Unfortunately after I added the base (which is about 5 pounds) and stood it up, it soon broke as I tried to move it around on the floor. Back to the drawing board! The design seemed sound, but the parts must have had some weak spots.

The threaded tube broke right above where it connects to the main insert above the nut. I identified two aspects that I could improve:

1. Looking at it through a magnifying glass, I realized that the threaded tube was infilled, i.e. not solid plastic. That's how most 3D parts are printed by default, and I had set it for 60% infill (or 40% empty space). For the next iteration I made the whole black part 100% solid. I also added a chamfer around the base, to give it a little buttress in case it wanted to flex. That meant the side wedges needed a little more clearance, so I expanded their center cutout a little bit.

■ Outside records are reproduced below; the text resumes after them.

//! Application shell wiring the interactive surface to the guess processor.
//!
//! The update loop never blocks on evaluation: a submitted guess goes to the
//! background processor, and while it is in flight the UI repaints on a short
//! cadence and polls the result channel each frame.

use std::time::Duration;

use eframe::{
    App, CreationContext, Frame,
    egui::{CentralPanel, Context, SidePanel, TopBottomPanel},
};
use hilo_core::{GuessResult, InvalidReason};

use crate::{
    action::{self, ActionRequestQueue},
    processor::GuessProcessor,
    state::{AppState, UiState},
    ui,
};

/// How soon to repaint while a guess result is pending.
const RESULT_POLL_INTERVAL: Duration = Duration::from_millis(100);

#[derive(Debug)]
pub struct HiloApp {
    app_state: AppState,
    ui_state: UiState,
    processor: GuessProcessor,
    applied_theme: Option<ui::Theme>,
}

impl HiloApp {
    #[must_use]
    pub fn new(cc: &CreationContext<'_>) -> Self {
        let app_state = AppState::new();
        let ui_state = UiState::new();
        cc.egui_ctx.set_visuals(ui_state.theme.visuals());
        let applied_theme = Some(ui_state.theme);

        Self {
            app_state,
            ui_state,
            processor: GuessProcessor::spawn(),
            applied_theme,
        }
    }

    fn poll_processor(&mut self) {
        match self.processor.poll() {
            Ok(Some(result)) => {
                action::apply_result(&mut self.app_state, &mut self.ui_state, &result);
            }
            Ok(None) => {}
            Err(err) => {
                // Only fail a round that is actually waiting on the channel.
                if self.app_state.session.phase().is_awaiting_result() {
                    log::error!("{err}");
                    let fault = GuessResult::Invalid {
                        reason: InvalidReason::Fault(err.to_string()),
                    };
                    action::apply_result(&mut self.app_state, &mut self.ui_state, &fault);
                }
            }
        }
    }

    fn apply_theme(&mut self, ctx: &Context) {
        if self.applied_theme != Some(self.ui_state.theme) {
            ctx.set_visuals(self.ui_state.theme.visuals());
            self.applied_theme = Some(self.ui_state.theme);
        }
    }
}

impl App for HiloApp {
    fn update(&mut self, ctx: &Context, _frame: &mut Frame) {
        let mut action_queue = ActionRequestQueue::default();

        self.poll_processor();
        self.apply_theme(ctx);

        TopBottomPanel::top("top_bar").show(ctx, |ui| {
            ui::top_bar::show(ui, self.ui_state.theme, &mut action_queue);
        });

        let control_vm =
            ui::control_panel::ControlPanelViewModel::new(&self.app_state, &self.ui_state);
        SidePanel::left("control_panel")
            .resizable(false)
            .default_width(220.0)
            .show(ctx, |ui| {
                ui::control_panel::show(ui, &control_vm, &mut action_queue);
            });

        let phase = self.app_state.session.phase();
        let game_vm = ui::game_panel::GamePanelViewModel {
            input_enabled: phase.is_active() && self.ui_state.notice.is_none(),
            guessing: phase.is_awaiting_result(),
            feedback: self.app_state.feedback(),
        };
        CentralPanel::default().show(ctx, |ui| {
            ui::game_panel::show(ui, &game_vm, &mut self.ui_state, &mut action_queue);
        });

        if let Some(notice) = self.ui_state.notice.clone() {
            ui::dialogs::show_notice(ctx, &notice, &mut action_queue);
        }

        action::handle_all(
            &mut self.app_state,
            &mut self.ui_state,
            &self.processor,
            &mut action_queue,
        );

        if self.app_state.session.phase().is_awaiting_result() {
            ctx.request_repaint_after(RESULT_POLL_INTERVAL);
        }
    }
}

2. I speculated that the wedges were not seated down on the top of the black cylinder. If so, that would allow the leverage of the pole to flex the threaded tube from side to side. If the wedges were to seat down firmly on the cylinder, it should be rigid and resist that bending moment. If the point of the wedge-nut bottomed out before the wedges were tight, it would not be as strong as it could be. So I truncated the point of the wedge - it's noticeably shorter and rounder in this pic. By ensuring it would force the wedges outward, and by starting with it screwed down a little further, I hoped to ensure they would seat all the way down.

That all went really well. I inserted and tightened it by hand as much as I possibly could. It seemed to get really tight and never approached stripping the plastic threads - they're quite long and tight, so that's not really much of a problem.




Here's the repaired lamp standing upright. It wobbles just a little bit - that's nearly six feet of leverage on the bottom joint. I speculate that if someone were to drag it sideways by grabbing the top of the pole, it could still break the threaded part - it is hollow after all, to allow for the cord. But as long as we lift it up vertically if we need to move it, I think it will be OK.